血清精氨酸代琥珀酸裂解酶速率测定法的建立及初步临床应用

Establishment of enzymatic kinetic assay of serum argininosuccinate lyase activity and its preliminary clinical application

目的建立适用于自动生化分析仪的血清精氨酸代琥珀酸裂解酶（ASL）活性速率测定法，并进行方法学评价和初步临床研究。方法根据ASL催化的化学反应，以及自动生化分析仪工作特点，建立特异性的偶联酶促反应体系，并对建立的方法进行方法学评价。共测定309例肝病患者、269例非肝病患者和40名健康人血清ASL和传统的肝病酶学指标ALT、AST活性。结果建立了一种新的可在全自动生化分析仪上测定血清ASL活性的动力学方法。方法学评价研究表明，本法的批内变异系数均值为4．0％，天问变异系数均值为5．9％，平均回收率是100．5％，在0—167．7U／L间有良好的线性范围，最低检测限为0U／L。
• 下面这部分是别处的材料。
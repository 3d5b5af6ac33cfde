// Copyright 2025 the Understory Authors
// SPDX-License-Identifier: Apache-2.0 OR MIT

//! Type-erased failure cause shared between chained results.

use alloc::borrow::Cow;
use alloc::rc::Rc;
use core::error::Error;
use core::fmt;

/// A cheaply cloneable failure cause.
///
/// Wraps any `core::error::Error` behind an `Rc`, so the same cause can be handed to
/// several callbacks and compared by identity with [`Failure::ptr_eq`].
///
/// ```rust
/// use understory_deferred::Failure;
///
/// let cause = Failure::msg("load failed");
/// let forwarded = cause.clone();
/// assert!(forwarded.ptr_eq(&cause));
/// assert_eq!(cause.to_string(), "load failed");
/// ```
#[derive(Clone)]
pub struct Failure(Rc<dyn Error + 'static>);

impl Failure {
    /// Wrap an error value.
    pub fn new<E: Error + 'static>(error: E) -> Self {
        Self(Rc::new(error))
    }

    /// A failure carrying only a message.
    pub fn msg(message: impl Into<Cow<'static, str>>) -> Self {
        Self::new(Message(message.into()))
    }

    /// Returns `true` if both handles refer to the same underlying error.
    #[must_use]
    pub fn ptr_eq(&self, other: &Self) -> bool {
        core::ptr::addr_eq(Rc::as_ptr(&self.0), Rc::as_ptr(&other.0))
    }

    /// Borrow the wrapped error.
    #[must_use]
    pub fn get_ref(&self) -> &(dyn Error + 'static) {
        &*self.0
    }

    /// Downcast the wrapped error to a concrete type.
    #[must_use]
    pub fn downcast_ref<E: Error + 'static>(&self) -> Option<&E> {
        self.0.downcast_ref::<E>()
    }
}

impl fmt::Debug for Failure {
    fn fmt(&self, f: &mut fmt::Formatter<'_>) -> fmt::Result {
        f.debug_tuple("Failure").field(&self.0).finish()
    }
}

impl fmt::Display for Failure {
    fn fmt(&self, f: &mut fmt::Formatter<'_>) -> fmt::Result {
        fmt::Display::fmt(&self.0, f)
    }
}

impl Error for Failure {
    fn source(&self) -> Option<&(dyn Error + 'static)> {
        self.0.source()
    }
}

#[derive(Debug)]
struct Message(Cow<'static, str>);

impl fmt::Display for Message {
    fn fmt(&self, f: &mut fmt::Formatter<'_>) -> fmt::Result {
        f.write_str(&self.0)
    }
}

impl Error for Message {}
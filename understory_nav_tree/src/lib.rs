// Copyright 2025 the Understory Authors
// SPDX-License-Identifier: Apache-2.0 OR MIT

// After you edit the crate's doc comment, run this command, then check README.md for any missing links
// cargo rdme --workspace-project=understory_nav_tree --heading-base-level=0

//! Understory Nav Tree: an arena-indexed hierarchy of navigable views.
//!
//! A [`NavigationTree`] groups views into **branches**. Each branch pairs a payload
//! (usually a view) with a [`BranchConfig`] and links to its parent and children.
//! Containers use the hierarchy to decide exclusivity: opening a view keeps its
//! ancestors open and closes everything else.
//!
//! - Branches live in a flat arena and are addressed by [`BranchId`].
//! - The tree only grows. Ids stay valid for the life of the tree.
//! - Children are attached to existing parents only, so cycles cannot form.
//! - Traversal is depth-first preorder with siblings in insertion order.
//!
//! ## Minimal example
//!
//! ```rust
//! use understory_nav_tree::{BranchConfig, NavigationTree};
//!
//! let mut tree = NavigationTree::new();
//! let home = tree.insert_root("home", BranchConfig::SHOW_ON_AWAKE);
//! let settings = tree.insert_root("settings", BranchConfig::default());
//! let audio = tree.insert_child(settings, "audio", BranchConfig::default()).unwrap();
//!
//! assert!(tree.contains(settings, audio));
//! assert!(!tree.contains(home, audio));
//! assert_eq!(tree.views().copied().collect::<Vec<_>>(), ["home", "settings", "audio"]);
//! assert_eq!(tree.find(|v| *v == "audio"), Some(audio));
//! ```
//!
//! This crate is `no_std` and uses `alloc`.

#![no_std]

extern crate alloc;

mod tree;
mod types;

pub use tree::{Ancestors, Branches, NavigationTree, TreeError};
pub use types::{Branch, BranchConfig, BranchId};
干扰试验提示：胆红素〈342μmol／L、常用抗凝剂在抗凝浓度内不会产生干扰，Hb〉0．06g／L时产生明显干扰。初步临床分析显示非肝病患者血清ASL水平与对照组问差异无统计学意义（q=0．027，P=0．979），而与ATL和AST间差异均有统计学意义（ALT：q=6．461，P=0．000；AST：q=6．481，P=0．000）。结论成功建立了适用于自动生化分析仪完成的ASL活性速率测定法，其有可能是一个较好的肝病实验诊断指标。

Objective To establish a continuous monitoring assay of serum argininosuccinate lyase （ASL） activity with automatic biochemistry analyzer, and perform methodology validation and preliminary clinical application. Methods According to the chemical reaction catalyzed by ASL and the working characteristics of automatic biochemistry analyzer, an enzyme coupled reaction system with high specificity was set up, and the methodology validation was performed. Three hundred and nine patients with various liver diseases, 269 non-liver disease patients and 40 healthy controls were enrolled in this study. Serum ASL, ALT, and AST level were determined in all subjects. Results A new kinetics assay of ASL activity was set up with automatic biochemistry analyzer. The methodological validation demonstrated that inter-assay and intra-assay coefficient of variation were 4. 0% and 5. 9% respectively and the mean recovery was 100. 5%. The linear range was 0-167.7 U/L. The lowest detection limit was approximately 0 U/L. The interference test showed that there is no significant interferences while the concentration of bilirubin is less than 342 μmol/L or commonly used anticoagulants is employed at their routine concentrations. However, interference was significant when Hb level is more than 0. 06 g/L. Preliminary study of clinical application showed that there was no significant difference of serum ASL level between non-liver disease group and healthy group （q = 0. 027, P = 0. 979 ）, but there was significant differences for both serum ALT and AST levels （ALT：q=6.461,P=0.000;AST：q=6.481,P=0.000 ）. Conclusions A continuous monitoring assay for the determination of serum ASL activity is successfully established. Serum ASL may be a good biomarker for liver injury.